Problem details → Each record below should be printed exactly as it was written.

· · · · · · ·

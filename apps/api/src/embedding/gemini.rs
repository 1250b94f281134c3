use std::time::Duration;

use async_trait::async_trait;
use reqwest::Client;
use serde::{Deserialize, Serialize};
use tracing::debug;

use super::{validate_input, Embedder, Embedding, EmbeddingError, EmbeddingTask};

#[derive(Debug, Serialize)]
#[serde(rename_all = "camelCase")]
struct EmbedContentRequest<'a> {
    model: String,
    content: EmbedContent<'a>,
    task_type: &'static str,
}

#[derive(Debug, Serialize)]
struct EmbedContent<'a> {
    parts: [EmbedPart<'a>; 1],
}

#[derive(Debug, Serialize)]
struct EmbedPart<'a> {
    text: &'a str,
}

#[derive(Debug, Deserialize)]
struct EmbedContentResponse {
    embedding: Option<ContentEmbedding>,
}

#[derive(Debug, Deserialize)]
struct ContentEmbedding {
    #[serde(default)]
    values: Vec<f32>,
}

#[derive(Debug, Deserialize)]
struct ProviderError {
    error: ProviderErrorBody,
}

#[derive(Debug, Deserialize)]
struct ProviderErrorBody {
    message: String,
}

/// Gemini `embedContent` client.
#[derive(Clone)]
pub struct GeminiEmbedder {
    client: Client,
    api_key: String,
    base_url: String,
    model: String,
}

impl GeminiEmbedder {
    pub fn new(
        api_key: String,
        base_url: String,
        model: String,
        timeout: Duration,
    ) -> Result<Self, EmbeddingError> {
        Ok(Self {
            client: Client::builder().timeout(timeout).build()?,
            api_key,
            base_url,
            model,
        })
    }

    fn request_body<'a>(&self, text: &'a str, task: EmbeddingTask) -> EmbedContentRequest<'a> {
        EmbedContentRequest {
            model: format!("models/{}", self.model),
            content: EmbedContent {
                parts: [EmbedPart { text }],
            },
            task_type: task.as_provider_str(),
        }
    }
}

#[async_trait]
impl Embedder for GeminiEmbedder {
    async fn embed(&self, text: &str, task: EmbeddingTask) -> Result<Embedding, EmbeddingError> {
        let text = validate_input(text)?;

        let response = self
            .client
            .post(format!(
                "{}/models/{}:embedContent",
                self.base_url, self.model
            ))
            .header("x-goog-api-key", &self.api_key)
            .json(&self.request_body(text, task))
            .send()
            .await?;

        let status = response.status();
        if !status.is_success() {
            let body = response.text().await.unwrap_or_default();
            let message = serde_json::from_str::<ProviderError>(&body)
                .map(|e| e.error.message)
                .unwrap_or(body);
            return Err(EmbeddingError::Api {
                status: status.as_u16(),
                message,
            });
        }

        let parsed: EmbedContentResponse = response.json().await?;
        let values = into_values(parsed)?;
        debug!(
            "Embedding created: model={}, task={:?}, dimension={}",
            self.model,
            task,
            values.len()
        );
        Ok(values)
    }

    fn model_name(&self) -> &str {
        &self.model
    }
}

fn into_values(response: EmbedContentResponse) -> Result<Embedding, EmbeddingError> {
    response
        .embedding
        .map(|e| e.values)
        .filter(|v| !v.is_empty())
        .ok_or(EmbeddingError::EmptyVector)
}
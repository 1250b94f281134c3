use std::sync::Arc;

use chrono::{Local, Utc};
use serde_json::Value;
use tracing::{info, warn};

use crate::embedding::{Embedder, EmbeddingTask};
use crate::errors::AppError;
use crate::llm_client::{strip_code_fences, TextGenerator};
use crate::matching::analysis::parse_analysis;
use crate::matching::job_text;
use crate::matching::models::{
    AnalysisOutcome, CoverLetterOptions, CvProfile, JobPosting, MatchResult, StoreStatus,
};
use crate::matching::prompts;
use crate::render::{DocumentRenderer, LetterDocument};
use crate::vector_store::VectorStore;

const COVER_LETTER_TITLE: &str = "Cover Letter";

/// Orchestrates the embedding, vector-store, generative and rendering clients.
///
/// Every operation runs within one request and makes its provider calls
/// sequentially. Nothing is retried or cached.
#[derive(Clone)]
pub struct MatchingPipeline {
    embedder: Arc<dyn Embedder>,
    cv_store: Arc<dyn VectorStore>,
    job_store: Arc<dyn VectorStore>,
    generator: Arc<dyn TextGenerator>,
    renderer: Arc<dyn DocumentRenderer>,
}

· · · · · · ·

Response →
filename apps/api/src/embedding/gemini.rs
repository 1250b94f281134c3
use std::time::Duration;

use async_trait::async_trait;
use reqwest::Client;
use serde::{Deserialize, Serialize};
use tracing::debug;

use super::{validate_input, Embedder, Embedding, EmbeddingError, EmbeddingTask};

#[derive(Debug, Serialize)]
#[serde(rename_all = "camelCase")]
struct EmbedContentRequest<'a> {
    model: String,
    content: EmbedContent<'a>,
    task_type: &'static str,
}

#[derive(Debug, Serialize)]
struct EmbedContent<'a> {
    parts: [EmbedPart<'a>; 1],
}

#[derive(Debug, Serialize)]
struct EmbedPart<'a> {
    text: &'a str,
}

#[derive(Debug, Deserialize)]
struct EmbedContentResponse {
    embedding: Option<ContentEmbedding>,
}

#[derive(Debug, Deserialize)]
struct ContentEmbedding {
    #[serde(default)]
    values: Vec<f32>,
}

#[derive(Debug, Deserialize)]
struct ProviderError {
    error: ProviderErrorBody,
}

#[derive(Debug, Deserialize)]
struct ProviderErrorBody {
    message: String,
}

/// Gemini `embedContent` client.
#[derive(Clone)]
pub struct GeminiEmbedder {
    client: Client,
    api_key: String,
    base_url: String,
    model: String,
}

impl GeminiEmbedder {
    pub fn new(
        api_key: String,
        base_url: String,
        model: String,
        timeout: Duration,
    ) -> Result<Self, EmbeddingError> {
        Ok(Self {
            client: Client::builder().timeout(timeout).build()?,
            api_key,
            base_url,
            model,
        })
    }

    fn request_body<'a>(&self, text: &'a str, task: EmbeddingTask) -> EmbedContentRequest<'a> {
        EmbedContentRequest {
            model: format!("models/{}", self.model),
            content: EmbedContent {
                parts: [EmbedPart { text }],
            },
            task_type: task.as_provider_str(),
        }
    }
}

#[async_trait]
impl Embedder for GeminiEmbedder {
    async fn embed(&self, text: &str, task: EmbeddingTask) -> Result<Embedding, EmbeddingError> {
        let text = validate_input(text)?;

        let response = self
            .client
            .post(format!(
                "{}/models/{}:embedContent",
                self.base_url, self.model
            ))
            .header("x-goog-api-key", &self.api_key)
            .json(&self.request_body(text, task))
            .send()
            .await?;

        let status = response.status();
        if !status.is_success() {
            let body = response.text().await.unwrap_or_default();
            let message = serde_json::from_str::<ProviderError>(&body)
                .map(|e| e.error.message)
                .unwrap_or(body);
            return Err(EmbeddingError::Api {
                status: status.as_u16(),
                message,
            });
        }

        let parsed: EmbedContentResponse = response.json().await?;
        let values = into_values(parsed)?;
        debug!(
            "Embedding created: model={}, task={:?}, dimension={}",
            self.model,
            task,
            values.len()
        );
        Ok(values)
    }

    fn model_name(&self) -> &str {
        &self.model
    }
}

fn into_values(response: EmbedContentResponse) -> Result<Embedding, EmbeddingError> {
    response
        .embedding
        .map(|e| e.values)
        .filter(|v| !v.is_empty())
        .ok_or(EmbeddingError::EmptyVector)
}
repository 1250b94f281134c3
use std::sync::Arc;

use chrono::{Local, Utc};
use serde_json::Value;
use tracing::{info, warn};

use crate::embedding::{Embedder, EmbeddingTask};
use crate::errors::AppError;
use crate::llm_client::{strip_code_fences, TextGenerator};
use crate::matching::analysis::parse_analysis;
use crate::matching::job_text;
use crate::matching::models::{
    AnalysisOutcome, CoverLetterOptions, CvProfile, JobPosting, MatchResult, StoreStatus,
};
use crate::matching::prompts;
use crate::render::{DocumentRenderer, LetterDocument};
use crate::vector_store::VectorStore;

const COVER_LETTER_TITLE: &str = "Cover Letter";

/// Orchestrates the embedding, vector-store, generative and rendering clients.
///
/// Every operation runs within one request and makes its provider calls
/// sequentially. Nothing is retried or cached.
#[derive(Clone)]
pub struct MatchingPipeline {
    embedder: Arc<dyn Embedder>,
    cv_store: Arc<dyn VectorStore>,
    job_store: Arc<dyn VectorStore>,
    generator: Arc<dyn TextGenerator>,
    renderer: Arc<dyn DocumentRenderer>,
}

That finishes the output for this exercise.